Pocket discovery
Pocket discovery is the process of identifying regions on a protein’s surface where small molecules (drugs) are most likely to bind. OpenDDE uses P2Rank, a machine-learning tool developed at the Czech Technical University, to predict these binding pockets.
What is a binding pocket?
Proteins are large, complex 3D molecules. Their surfaces have grooves, clefts, and cavities. A binding pocket is a specific cavity where a drug molecule can physically fit and form chemical interactions (hydrogen bonds, hydrophobic contacts, salt bridges).
Think of it like a lock: the pocket is the keyhole, and the drug is the key. For a drug to work, it must fit snugly into the right pocket on the right protein.
How P2Rank works
P2Rank is a machine-learning method that predicts ligand-binding sites from a protein structure. Here’s how it works:
- Surface point sampling — The protein surface is sampled as a set of points using a Connolly surface algorithm
- Feature extraction — For each point, P2Rank computes chemical and geometric features: hydrophobicity, charge, surface curvature, atom density, etc.
- ML scoring — A random forest classifier scores each point for its likelihood of being part of a binding site
- Clustering — High-scoring points are clustered into discrete pockets, ranked by aggregate score
Understanding druggability scores
Each predicted pocket receives a druggability score between 0 and 1:
| Score range | Interpretation | What it means |
|---|---|---|
0.80 – 1.00 | Highly druggable | Deep, well-defined cavity. Strong candidate for small-molecule binding. |
0.50 – 0.79 | Moderately druggable | Reasonable pocket but may be shallow or partially exposed. |
0.20 – 0.49 | Challenging | Flat or exposed surface. May require fragment-based approaches. |
0.00 – 0.19 | Unlikely | Not a viable drug binding site with current methods. |
How to interpret pocket residues
Each pocket is defined by the amino acid residues that form its walls. OpenDDE shows you the residue composition:
- Hydrophobic residues (Leu, Ile, Val, Phe) — form the “greasy” interior of the pocket. More hydrophobic = better for small-molecule binding.
- Polar residues (Ser, Thr, Asn, Gln) — provide hydrogen bonding partners for drug design.
- Charged residues (Asp, Glu, Lys, Arg) — can form salt bridges with charged drug groups.
- Aromatic residues (Phe, Tyr, Trp) — enable pi-stacking interactions with aromatic drug rings.
Limitations and caveats
- Static structures — P2Rank operates on a single 3D snapshot. Proteins are dynamic; some pockets only open during conformational changes (cryptic sites).

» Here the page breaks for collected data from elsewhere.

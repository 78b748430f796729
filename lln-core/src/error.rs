use std::fmt;

/// A configuration that cannot produce a meaningful simulation.
///
/// Raised when a `CategorySet` is built or when a run is started.
/// The core never recovers from it internally; the caller decides how
/// to present it.
#[derive(Debug, Clone, PartialEq, Eq)]
pub enum ValidationError {
	/// No category was given.
	EmptyCategorySet,
	/// A category name is empty (or only whitespace).
	EmptyName,
	/// A category weight is below 1.
	NonPositiveWeight { name: String, weight: i64 },
	/// A category weight could not be read as an integer.
	InvalidWeight { name: String, raw: String },
	/// Two categories share the same name.
	DuplicateName(String),
	/// The weights do not fit in a single 64-bit total.
	TotalWeightOverflow,
	/// An entry is not of the form `name:weight` (or `name weight`).
	MalformedEntry(String),
	/// The trial count is below 1 or is not an integer.
	InvalidTrialCount(String),
	/// The trial count exceeds a caller-imposed limit.
	TooManyTrials { requested: usize, limit: usize },
	/// An ensemble was asked for zero runs.
	InvalidRunCount,
	/// The seed is not an unsigned 64-bit integer.
	InvalidSeed(String),
}

impl fmt::Display for ValidationError {
	fn fmt(&self, f: &mut fmt::Formatter<'_>) -> fmt::Result {
		match self {
			Self::EmptyCategorySet => write!(f, "at least one category is required"),
			Self::EmptyName => write!(f, "category names cannot be empty"),
			Self::NonPositiveWeight { name, weight } => {
				write!(f, "weight of '{name}' must be a positive integer, got {weight}")
			}
			Self::InvalidWeight { name, raw } => {
				write!(f, "weight of '{name}' must be a positive integer, got '{raw}'")
			}
			Self::DuplicateName(name) => write!(f, "category '{name}' is defined more than once"),
			Self::TotalWeightOverflow => write!(f, "sum of weights is too large"),
			Self::MalformedEntry(raw) => write!(f, "expected 'name:weight', got '{raw}'"),
			Self::InvalidTrialCount(raw) => {
				write!(f, "number of trials must be an integer >= 1, got '{raw}'")
			}
			Self::TooManyTrials { requested, limit } => {
				write!(f, "number of trials {requested} exceeds the limit of {limit}")
			}
			Self::InvalidRunCount => write!(f, "an ensemble needs at least one run"),
			Self::InvalidSeed(raw) => write!(f, "seed must be an unsigned integer, got '{raw}'"),
		}
	}
}

impl std::error::Error for ValidationError {}

#[cfg(test)]
mod tests {
	use super::*;

	#[test]
	fn messages_name_the_violated_precondition() {
		let err = ValidationError::NonPositiveWeight { name: "verde".to_owned(), weight: 0 };
		assert_eq!(err.to_string(), "weight of 'verde' must be a positive integer, got 0");

		let err = ValidationError::DuplicateName("a".to_owned());
		assert_eq!(err.to_string(), "category 'a' is defined more than once");
	}

	#[test]
	fn usable_as_boxed_error() {
		let boxed: Box<dyn std::error::Error> = Box::new(ValidationError::EmptyCategorySet);
		assert_eq!(boxed.to_string(), "at least one category is required");
	}
}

- Allosteric sites — P2Rank focuses on orthosteric (active site) pockets. Allosteric sites may be ranked lower even if therapeutically relevant.
- Predicted structures — When using AlphaFold-predicted structures (vs. experimental crystal structures), pocket predictions may be less reliable in low-confidence regions.
- Protein-protein interfaces — Pockets at protein-protein interaction sites may not be detected as traditional small-molecule binding sites.